----- INPUT

//! Origin Client
//!
//! Fetches target URLs on a cache miss.

use std::time::Duration;

use axum::body::Bytes;
use axum::http::{HeaderMap, StatusCode};

use crate::error::{ProxyError, Result};

/// Connect timeout for origin requests, independent of the overall timeout.
const CONNECT_TIMEOUT: Duration = Duration::from_secs(5);

/// A fully read origin response.
#[derive(Debug, Clone)]
pub struct OriginResponse {
    pub status: StatusCode,
    pub headers: HeaderMap,
    pub body: Bytes,
}

/// HTTP client used to reach origins.
#[derive(Debug, Clone)]
pub struct OriginClient {
    client: reqwest::Client,
}

impl OriginClient {
    /// Builds a client whose requests give up after `timeout`.
    pub fn new(timeout: Duration) -> reqwest::Result<Self> {
        let client = reqwest::Client::builder()
            .timeout(timeout)
            .connect_timeout(CONNECT_TIMEOUT.min(timeout))
            .build()?;

        Ok(Self { client })
    }

    /// Issues a plain GET and reads the whole body into memory.
    ///
    /// Any transport failure, including one while reading the body, is
    /// reported as [`ProxyError::OriginUnreachable`]. Non-2xx statuses are
    /// not errors; they are handed back as-is.
    pub async fn fetch(&self, url: &str) -> Result<OriginResponse> {
        let response = self
            .client
            .get(url)
            .send()
            .await
            .map_err(|e| ProxyError::OriginUnreachable(format!("Failed to fetch origin: {}", e)))?;

        let status = response.status();
        let headers = response.headers().clone();
        let body = response.bytes().await.map_err(|e| {
            ProxyError::OriginUnreachable(format!("Failed to read origin response: {}", e))
        })?;

        Ok(OriginResponse {
            status,
            headers,
            body,
        })
    }
}
//! Cache-Control Policy Module
//!
//! Decides whether an origin response may be stored, and for how long.

use std::num::IntErrorKind;

/// Largest lifetime honored, in seconds (2^31). Larger `max-age` values,
/// including ones too long to fit an integer, are clamped to it.
pub const MAX_AGE_CAP_SECS: u64 = 1 << 31;

/// Outcome of evaluating a `Cache-Control` value.
#[derive(Debug, Clone, Copy, PartialEq, Eq)]
pub struct CacheControl {
    /// Lifetime in seconds; zero whenever the response is not storable
    pub max_age_secs: u64,
    /// Whether the response may be cached
    pub storable: bool,
}

impl CacheControl {
    /// A response that must not be cached.
    pub const NOT_STORABLE: Self = Self {
        max_age_secs: 0,
        storable: false,
    };

    // == Parse ==
    /// Evaluates a raw `Cache-Control` header value.
    ///
    /// `no-store` anywhere wins over everything else. Otherwise the first
    /// `max-age=N` with a strictly positive integer `N` makes the response
    /// storable for `N` seconds, clamped to [`MAX_AGE_CAP_SECS`]. Anything
    /// else is not storable.
    pub fn parse(value: &str) -> Self {
        if value.trim().is_empty() {
            return Self::NOT_STORABLE;
        }

        let directives: Vec<String> = value
            .split(',')
            .map(|d| d.trim().to_ascii_lowercase())
            .collect();

        if directives.iter().any(|d| d == "no-store") {
            return Self::NOT_STORABLE;
        }

        directives
            .iter()
            .filter_map(|d| d.strip_prefix("max-age="))
            .filter_map(parse_delta_seconds)
            .find(|secs| *secs > 0)
            .map(|secs| Self {
                max_age_secs: (secs as u64).min(MAX_AGE_CAP_SECS),
                storable: true,
            })
            .unwrap_or(Self::NOT_STORABLE)
    }

    /// Tuple form `(max_age_secs, storable)`.
    pub fn as_tuple(&self) -> (u64, bool) {
        (self.max_age_secs, self.storable)
    }
}

fn parse_delta_seconds(value: &str) -> Option<i64> {
    match value.parse::<i64>() {
        Ok(secs) => Some(secs),
        Err(e) if *e.kind() == IntErrorKind::PosOverflow => Some(i64::MAX),
        Err(_) => None,
    }
}
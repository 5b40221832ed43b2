//! Request models for the proxy API
//!
//! Defines the query strings accepted by the proxy endpoints.

use serde::Deserialize;

/// Query string of `GET /proxy` and `DELETE /cache`.
///
/// The URL is kept verbatim; it is the cache key as well as the fetch target.
#[derive(Debug, Clone, Default, Deserialize)]
pub struct TargetQuery {
    /// Origin URL to proxy or purge
    #[serde(default)]
    pub url: Option<String>,
}

impl TargetQuery {
    /// The target URL, or `""` when the parameter is absent.
    pub fn target(&self) -> &str {
        self.url.as_deref().unwrap_or_default()
    }
}

/// Fallback location of the API key when no `X-API-Key` header is sent.
#[derive(Debug, Clone, Default, Deserialize)]
pub struct ApiKeyQuery {
    #[serde(default)]
    pub api_key: Option<String>,
}
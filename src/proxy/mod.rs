//! Proxy Module
//!
//! Origin fetching and the hit/miss decision logic, independent of any
//! transport binding.

pub mod origin;
pub mod service;

pub use origin::{OriginClient, OriginResponse};
pub use service::{CacheStatus, ProxyResponse, ProxyService, X_CACHE_TTL_REMAINING, X_PROXY_CACHE};
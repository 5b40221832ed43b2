//! Cache Statistics Module
//!
//! Tracks proxy cache metrics including hits, misses, stores and purges.

use std::sync::atomic::{AtomicU64, Ordering};

// == Cache Stats ==
/// Counters shared by all request tasks.
#[derive(Debug, Default)]
pub struct CacheStats {
    hits: AtomicU64,
    misses: AtomicU64,
    stores: AtomicU64,
    purges: AtomicU64,
}

/// Point-in-time copy of [`CacheStats`].
#[derive(Debug, Clone, Copy, Default, PartialEq)]
pub struct StatsSnapshot {
    /// Requests served from the cache
    pub hits: u64,
    /// Requests forwarded to the origin
    pub misses: u64,
    /// Origin responses written to the cache
    pub stores: u64,
    /// Entries removed through the purge endpoint
    pub purges: u64,
}

impl CacheStats {
    // == Constructor ==
    /// Creates a new CacheStats with all counters at zero.
    pub fn new() -> Self {
        Self::default()
    }

    /// Increments the hit counter.
    pub fn record_hit(&self) {
        self.hits.fetch_add(1, Ordering::Relaxed);
    }

    /// Increments the miss counter.
    pub fn record_miss(&self) {
        self.misses.fetch_add(1, Ordering::Relaxed);
    }

    /// Increments the store counter.
    pub fn record_store(&self) {
        self.stores.fetch_add(1, Ordering::Relaxed);
    }

    /// Increments the purge counter.
    pub fn record_purge(&self) {
        self.purges.fetch_add(1, Ordering::Relaxed);
    }

    // == Snapshot ==
    /// Reads all counters.
    pub fn snapshot(&self) -> StatsSnapshot {
        StatsSnapshot {
            hits: self.hits.load(Ordering::Relaxed),
            misses: self.misses.load(Ordering::Relaxed),
            stores: self.stores.load(Ordering::Relaxed),
            purges: self.purges.load(Ordering::Relaxed),
        }
    }
}

impl StatsSnapshot {
    // == Hit Rate ==
    /// Returns hits / (hits + misses), or 0.0 if no requests have been made.
    pub fn hit_rate(&self) -> f64 {
        let total = self.hits + self.misses;
        if total == 0 {
            0.0
        } else {
            self.hits as f64 / total as f64
        }
    }
}
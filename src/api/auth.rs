//! API Key Middleware
//!
//! Rejects every request whose key does not match the configured secret.

use axum::{
    extract::{Query, Request, State},
    middleware::Next,
    response::Response,
};
use tracing::debug;

use super::handlers::AppState;
use crate::error::ProxyError;
use crate::models::ApiKeyQuery;

/// Header checked first for the API key.
pub const API_KEY_HEADER: &str = "x-api-key";

/// Checks `X-API-Key`, falling back to the `api_key` query parameter.
pub async fn require_api_key(
    State(state): State<AppState>,
    req: Request,
    next: Next,
) -> Result<Response, ProxyError> {
    let presented = match req
        .headers()
        .get(API_KEY_HEADER)
        .and_then(|v| v.to_str().ok())
        .filter(|v| !v.is_empty())
    {
        Some(key) => Some(key.to_string()),
        None => Query::<ApiKeyQuery>::try_from_uri(req.uri())
            .ok()
            .and_then(|Query(q)| q.api_key),
    };

    if presented.as_deref() != Some(&*state.api_key) {
        debug!(path = %req.uri().path(), "rejected request with invalid API key");
        return Err(ProxyError::Unauthorized);
    }

    Ok(next.run(req).await)
}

----------

> YOUR OBJECTIVE
Indicate the number of lines in the data above that contain the string "load", without any additional text.

> RESULT BELOW
4